Law Council of Australia

Business Law Section

Competition Review: Response to further ACCC submission

The Competition and Consumer Committee (Committee) of the Business Law Section of the Law Council of Australia refers to the recent, supplementary submission filed by the ACCC with the Competition Review (Taskforce) and published on 2 February 2024 (Further Submission).

In the Further Submission, the ACCC supports its call for sweeping changes to the Australian merger regime by raising several new matters that the Committee considers require a response.
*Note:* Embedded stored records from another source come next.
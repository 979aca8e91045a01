use super::*;
use crate::movegen::legal_moves;

const START_FEN: &str = "rnbqkbnr/pppppppp/8/8/8/8/PPPPPPPP/RNBQKBNR w KQkq - 0 1";

#[test]
fn startpos_matches_standard_fen() {
    assert_eq!(Position::startpos().to_fen(), START_FEN);
    assert_eq!(Position::from_fen(START_FEN).unwrap(), Position::startpos());
}

#[test]
fn fen_round_trips() {
    for fen in [
        "r3k2r/p1ppqpb1/bn2pnp1/3PN3/1p2P3/2N2Q1p/PPPBBPPP/R3K2R w KQkq - 0 1",
        "8/2p5/3p4/KP5r/1R3p1k/8/4P1P1/8 w - - 0 1",
        "rnbqkbnr/pppppppp/8/8/4P3/8/PPPP1PPP/RNBQKBNR b KQkq e3 0 1",
        "4k3/8/8/8/8/8/8/4K2R w K - 37 80",
    ] {
        assert_eq!(Position::from_fen(fen).unwrap().to_fen(), fen);
    }
}

#[test]
fn fen_counters_default_when_missing() {
    let pos = Position::from_fen("8/8/8/4k3/8/4K3/8/8 w - -").unwrap();
    assert_eq!(pos.halfmove_clock, 0);
    assert_eq!(pos.fullmove_number, 1);
}

#[test]
fn malformed_fen_is_rejected() {
    assert_eq!(Position::from_fen("8/8/8 w"), Err(FenError::MissingFields(2)));
    assert_eq!(
        Position::from_fen("8/8/8/8/8/8/8 w - -"),
        Err(FenError::RankCount(7))
    );
    assert_eq!(
        Position::from_fen("8/8/8/8/8/8/8/7 w - -"),
        Err(FenError::RankWidth { rank: 7 })
    );
    assert_eq!(
        Position::from_fen("8/8/8/8/8/8/8/7x w - -"),
        Err(FenError::Piece('x'))
    );
    assert!(matches!(
        Position::from_fen("8/8/8/8/8/8/8/8 x - -"),
        Err(FenError::SideToMove(_))
    ));
    assert!(matches!(
        Position::from_fen("8/8/8/8/8/8/8/8 w - - zero 1"),
        Err(FenError::Counter(_))
    ));
}

#[test]
fn make_then_unmake_restores_every_field() {
    let fens = [
        START_FEN,
        "r3k2r/p1ppqpb1/bn2pnp1/3PN3/1p2P3/2N2Q1p/PPPBBPPP/R3K2R w KQkq - 0 1",
        "rnbqkbnr/ppp1p1pp/8/3pPp2/8/8/PPPP1PPP/RNBQKBNR w KQkq f6 0 3",
        "r3k2r/1P6/8/8/8/8/6p1/R3K2R b KQkq - 0 1",
    ];
    for fen in fens {
        let original = Position::from_fen(fen).unwrap();
        for mv in legal_moves(&original) {
            let mut pos = original.clone();
            let undo = pos.make_move(mv);
            assert_ne!(pos, original);
            pos.unmake_move(mv, undo);
            assert_eq!(pos, original, "round trip failed for {mv:?} in {fen}");
        }
    }
}

#[test]
fn castling_moves_the_rook_and_clears_rights() {
    let mut pos = Position::from_fen("4k3/8/8/8/8/8/8/R3K2R w KQ - 0 1").unwrap();
    let mut mv = Move::new(4, 6);
    mv.is_castle = true;
    pos.make_move(mv);
    assert_eq!(pos.piece_at(5).map(|p| p.kind), Some(PieceKind::Rook));
    assert!(pos.piece_at(7).is_none());
    assert!(!pos.castling.wk && !pos.castling.wq);
    assert_eq!(pos.to_fen(), "4k3/8/8/8/8/8/8/R4RK1 b - - 1 1");
}

#[test]
fn promotion_defaults_to_queen() {
    let mut pos = Position::from_fen("8/P6k/8/8/8/8/8/K7 w - - 0 1").unwrap();
    pos.make_move(Move::new(48, 56));
    assert_eq!(
        pos.piece_at(56),
        Some(Piece::new(Color::White, PieceKind::Queen))
    );
}

#[test]
fn en_passant_square_only_hashes_when_capturable() {
    let hash = |fen: &str| Position::from_fen(fen).unwrap().position_hash();

    // No white pawn beside d5: the square changes nothing.
    assert_eq!(
        hash("4k3/8/8/3p4/8/8/8/4K3 w - d6 0 1"),
        hash("4k3/8/8/3p4/8/8/8/4K3 w - - 0 1")
    );
    // exd6 is available.
    assert_ne!(
        hash("4k3/8/8/3pP3/8/8/8/4K3 w - d6 0 1"),
        hash("4k3/8/8/3pP3/8/8/8/4K3 w - - 0 1")
    );
    // Black to move with a pawn on f4 next to e4.
    assert_ne!(
        hash("4k3/8/8/8/4Pp2/8/8/4K3 b - e3 0 1"),
        hash("4k3/8/8/8/4Pp2/8/8/4K3 b - - 0 1")
    );
}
To assist the Taskforce, the Committee has set out in the Annexure to this letter the specific new arguments raised by the ACCC and our response to each.
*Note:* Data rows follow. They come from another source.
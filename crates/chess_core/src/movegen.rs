use crate::{board::Position, types::*};

pub const KNIGHT_DELTAS: [(i8, i8); 8] = [
    (1, 2),
    (2, 1),
    (-1, 2),
    (-2, 1),
    (1, -2),
    (2, -1),
    (-1, -2),
    (-2, -1),
];
pub const KING_DELTAS: [(i8, i8); 8] = [
    (1, 1),
    (1, 0),
    (1, -1),
    (0, 1),
    (0, -1),
    (-1, 1),
    (-1, 0),
    (-1, -1),
];
pub const DIAGONALS: [(i8, i8); 4] = [(1, 1), (1, -1), (-1, 1), (-1, -1)];
pub const ORTHOGONALS: [(i8, i8); 4] = [(1, 0), (-1, 0), (0, 1), (0, -1)];

const PROMOTIONS: [PieceKind; 4] = [
    PieceKind::Queen,
    PieceKind::Rook,
    PieceKind::Bishop,
    PieceKind::Knight,
];

/// Generate all legal moves, returning a freshly allocated vector.
/// Internally delegates to `legal_moves_into`, cloning the position only once.
pub fn legal_moves(pos: &Position) -> Vec<Move> {
    let mut tmp = pos.clone();
    let mut out = Vec::with_capacity(64);
    legal_moves_into(&mut tmp, &mut out);
    out
}

/// Legal moves whose origin is `from`.
pub fn legal_moves_from(pos: &Position, from: u8) -> Vec<Move> {
    let mut moves = legal_moves(pos);
    moves.retain(|mv| mv.from == from);
    moves
}

/// Generate all legal moves into the provided buffer, reusing it across calls.
/// The position is restored before returning.
pub fn legal_moves_into(pos: &mut Position, out: &mut Vec<Move>) {
    out.clear();
    pseudo_moves(pos, out);

    let mover = pos.side_to_move;
    // Filter illegal moves in-place by playing them on the mutable position.
    out.retain(|&mv| {
        let undo = pos.make_move(mv);
        let illegal = pos.in_check(mover);
        pos.unmake_move(mv, undo);
        !illegal
    });
}

/// True when the side to move has at least one legal move.
pub fn has_legal_move(pos: &Position) -> bool {
    !legal_moves(pos).is_empty()
}

fn pseudo_moves(pos: &Position, out: &mut Vec<Move>) {
    for from in 0..64u8 {
        let Some(pc) = pos.piece_at(from) else {
            continue;
        };
        if pc.color != pos.side_to_move {
            continue;
        }
        match pc.kind {
            PieceKind::Pawn => gen_pawn(pos, from, pc.color, out),
            PieceKind::Knight => gen_steps(pos, from, pc.color, &KNIGHT_DELTAS, out),
            PieceKind::Bishop => gen_slider(pos, from, pc.color, &DIAGONALS, out),
            PieceKind::Rook => gen_slider(pos, from, pc.color, &ORTHOGONALS, out),
            PieceKind::Queen => {
                gen_slider(pos, from, pc.color, &DIAGONALS, out);
                gen_slider(pos, from, pc.color, &ORTHOGONALS, out);
            }
            PieceKind::King => {
                gen_steps(pos, from, pc.color, &KING_DELTAS, out);
                gen_castle(pos, from, pc.color, out);
            }
        }
    }
}

fn push_pawn_move(from: u8, to: u8, promo_rank: i8, out: &mut Vec<Move>) {
    if rank_of(to) == promo_rank {
        for pk in PROMOTIONS {
            let mut mv = Move::new(from, to);
            mv.promo = Some(pk);
            out.push(mv);
        }
    } else {
        out.push(Move::new(from, to));
    }
}

fn gen_pawn(pos: &Position, from: u8, c: Color, out: &mut Vec<Move>) {
    let f = file_of(from);
    let r = rank_of(from);
    let (dir, start_rank, promo_rank): (i8, i8, i8) = match c {
        Color::White => (1, 1, 7),
        Color::Black => (-1, 6, 0),
    };

    if let Some(to) = sq(f, r + dir)
        && pos.piece_at(to).is_none()
    {
        push_pawn_move(from, to, promo_rank, out);

        if r == start_rank
            && let Some(to2) = sq(f, r + 2 * dir)
            && pos.piece_at(to2).is_none()
        {
            out.push(Move::new(from, to2));
        }
    }

    for df in [-1, 1] {
        let Some(to) = sq(f + df, r + dir) else {
            continue;
        };
        match pos.piece_at(to) {
            Some(target) if target.color != c => push_pawn_move(from, to, promo_rank, out),
            Some(_) => {}
            None if pos.en_passant == Some(to) => {
                let mut mv = Move::new(from, to);
                mv.is_en_passant = true;
                out.push(mv);
            }
            None => {}
        }
    }
}

fn gen_steps(pos: &Position, from: u8, c: Color, deltas: &[(i8, i8)], out: &mut Vec<Move>) {
    let f = file_of(from);
    let r = rank_of(from);
    for (df, dr) in deltas {
        if let Some(to) = sq(f + df, r + dr) {
            match pos.piece_at(to) {
                Some(pc) if pc.color == c => {}
                _ => out.push(Move::new(from, to)),
            }
        }
    }
}

fn gen_slider(pos: &Position, from: u8, c: Color, dirs: &[(i8, i8)], out: &mut Vec<Move>) {
    let f0 = file_of(from);
    let r0 = rank_of(from);
    for (df, dr) in dirs {
        let mut f = f0 + df;
        let mut r = r0 + dr;
        while let Some(to) = sq(f, r) {
            match pos.piece_at(to) {
                None => out.push(Move::new(from, to)),
                Some(pc) if pc.color != c => {
                    out.push(Move::new(from, to));
                    break;
                }
                _ => break,
            }
            f += df;
            r += dr;
        }
    }
}

/// One castling option: where the king lands, the squares that must be empty
/// and the squares the king crosses, which must not be attacked.
struct CastleLane {
    king_to: u8,
    empty: &'static [u8],
    safe: &'static [u8],
}

const WHITE_KINGSIDE: CastleLane = CastleLane { king_to: 6, empty: &[5, 6], safe: &[5, 6] };
const WHITE_QUEENSIDE: CastleLane = CastleLane { king_to: 2, empty: &[3, 2, 1], safe: &[3, 2] };
const BLACK_KINGSIDE: CastleLane = CastleLane { king_to: 62, empty: &[61, 62], safe: &[61, 62] };
const BLACK_QUEENSIDE: CastleLane = CastleLane { king_to: 58, empty: &[59, 58, 57], safe: &[59, 58] };

fn gen_castle(pos: &Position, from: u8, c: Color, out: &mut Vec<Move>) {
    let (king_from, lanes) = match c {
        Color::White => (
            4u8,
            [(pos.castling.wk, WHITE_KINGSIDE), (pos.castling.wq, WHITE_QUEENSIDE)],
        ),
        Color::Black => (
            60u8,
            [(pos.castling.bk, BLACK_KINGSIDE), (pos.castling.bq, BLACK_QUEENSIDE)],
        ),
    };
    if from != king_from || pos.in_check(c) {
        return;
    }

    let enemy = c.other();
    for (allowed, lane) in lanes {
        if allowed
            && lane.empty.iter().all(|&s| pos.piece_at(s).is_none())
            && lane.safe.iter().all(|&s| !pos.is_square_attacked(s, enemy))
        {
            let mut mv = Move::new(from, lane.king_to);
            mv.is_castle = true;
            out.push(mv);
        }
    }
}

#[cfg(test)]
#[path = "movegen_tests.rs"]
mod movegen_tests;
The Committee is concerned that the nature of the ACCC’s changes are unbalanced and are not supported either by robust evidence establishing the economic problem to be solved or that the ACCC’s proposed solution would yield more economic benefits than harm.

Taken as a package, the ACCC’s proposal would place Australia out of step with other global merger control regimes and introduce substantially more subjectivity, uncertainty and risk for Australian transactions (and global transactions with an Australian dimension).

Specifically, the current section 50 framework offers important discipline and accountability through an objective evidentiary standard coupled with a full and independent assessment of any contested decision before the Federal Court. Removing these checks and balances is likely to have a chilling effect on investment (domestic and global), increase the regulatory burden (and transaction costs) for deals that are productivity-enhancing and reduce consumer welfare. The Committee is also concerned that, over time, this lower threshold and lack of effective oversight will erode the quality and rigour of merger decision making by the ACCC.